▸ DATA TO USE:
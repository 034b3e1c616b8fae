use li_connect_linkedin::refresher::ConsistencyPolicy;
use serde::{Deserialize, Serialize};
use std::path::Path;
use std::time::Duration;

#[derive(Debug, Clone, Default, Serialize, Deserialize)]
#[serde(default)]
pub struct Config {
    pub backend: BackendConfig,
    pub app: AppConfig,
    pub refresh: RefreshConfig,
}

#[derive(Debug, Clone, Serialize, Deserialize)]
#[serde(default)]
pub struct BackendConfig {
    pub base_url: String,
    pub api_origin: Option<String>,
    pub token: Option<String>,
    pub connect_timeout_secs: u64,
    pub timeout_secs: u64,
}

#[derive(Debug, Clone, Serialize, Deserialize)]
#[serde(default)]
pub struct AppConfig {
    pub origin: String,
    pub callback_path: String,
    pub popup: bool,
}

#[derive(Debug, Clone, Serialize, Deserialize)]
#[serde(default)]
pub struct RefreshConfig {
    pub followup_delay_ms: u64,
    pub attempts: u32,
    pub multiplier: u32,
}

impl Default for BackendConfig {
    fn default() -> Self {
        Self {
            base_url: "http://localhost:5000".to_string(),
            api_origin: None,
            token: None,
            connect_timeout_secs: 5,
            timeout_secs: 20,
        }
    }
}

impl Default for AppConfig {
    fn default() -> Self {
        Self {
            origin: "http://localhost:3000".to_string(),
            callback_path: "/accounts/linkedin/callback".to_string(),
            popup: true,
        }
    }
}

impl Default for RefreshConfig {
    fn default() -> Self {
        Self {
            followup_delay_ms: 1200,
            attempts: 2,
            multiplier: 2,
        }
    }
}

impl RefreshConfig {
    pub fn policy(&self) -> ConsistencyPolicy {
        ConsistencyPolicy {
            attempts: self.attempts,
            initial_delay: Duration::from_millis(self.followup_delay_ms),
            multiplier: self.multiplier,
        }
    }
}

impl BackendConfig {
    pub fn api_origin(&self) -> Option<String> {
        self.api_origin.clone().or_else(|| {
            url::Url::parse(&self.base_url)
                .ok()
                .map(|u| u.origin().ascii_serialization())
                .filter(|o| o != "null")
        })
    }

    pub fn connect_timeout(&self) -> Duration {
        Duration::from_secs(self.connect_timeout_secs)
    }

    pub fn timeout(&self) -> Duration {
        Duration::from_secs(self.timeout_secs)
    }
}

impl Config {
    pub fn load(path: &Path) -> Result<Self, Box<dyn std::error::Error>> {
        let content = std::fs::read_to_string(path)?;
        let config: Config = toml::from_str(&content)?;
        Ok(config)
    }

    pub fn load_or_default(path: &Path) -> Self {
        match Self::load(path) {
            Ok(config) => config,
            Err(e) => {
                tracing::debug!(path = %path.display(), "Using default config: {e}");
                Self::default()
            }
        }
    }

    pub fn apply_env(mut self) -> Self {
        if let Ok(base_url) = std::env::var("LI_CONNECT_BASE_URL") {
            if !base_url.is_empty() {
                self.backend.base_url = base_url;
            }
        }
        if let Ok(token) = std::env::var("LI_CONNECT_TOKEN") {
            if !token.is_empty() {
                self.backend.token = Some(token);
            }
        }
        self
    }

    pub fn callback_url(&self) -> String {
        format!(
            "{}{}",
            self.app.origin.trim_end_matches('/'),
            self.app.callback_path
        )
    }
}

▸ PROBLEM TO WORK ON: Include both ends. Return the line holding "pub fn timeout(&self)" and all lines after it in the records above, exactly as written.

▸ PROBLEM SOLUTION:
    pub fn timeout(&self) -> Duration {
        Duration::from_secs(self.timeout_secs)
    }
}

impl Config {
    pub fn load(path: &Path) -> Result<Self, Box<dyn std::error::Error>> {
        let content = std::fs::read_to_string(path)?;
        let config: Config = toml::from_str(&content)?;
        Ok(config)
    }

    pub fn load_or_default(path: &Path) -> Self {
        match Self::load(path) {
            Ok(config) => config,
            Err(e) => {
                tracing::debug!(path = %path.display(), "Using default config: {e}");
                Self::default()
            }
        }
    }

    pub fn apply_env(mut self) -> Self {
        if let Ok(base_url) = std::env::var("LI_CONNECT_BASE_URL") {
            if !base_url.is_empty() {
                self.backend.base_url = base_url;
            }
        }
        if let Ok(token) = std::env::var("LI_CONNECT_TOKEN") {
            if !token.is_empty() {
                self.backend.token = Some(token);
            }
        }
        self
    }

    pub fn callback_url(&self) -> String {
        format!(
            "{}{}",
            self.app.origin.trim_end_matches('/'),
            self.app.callback_path
        )
    }
}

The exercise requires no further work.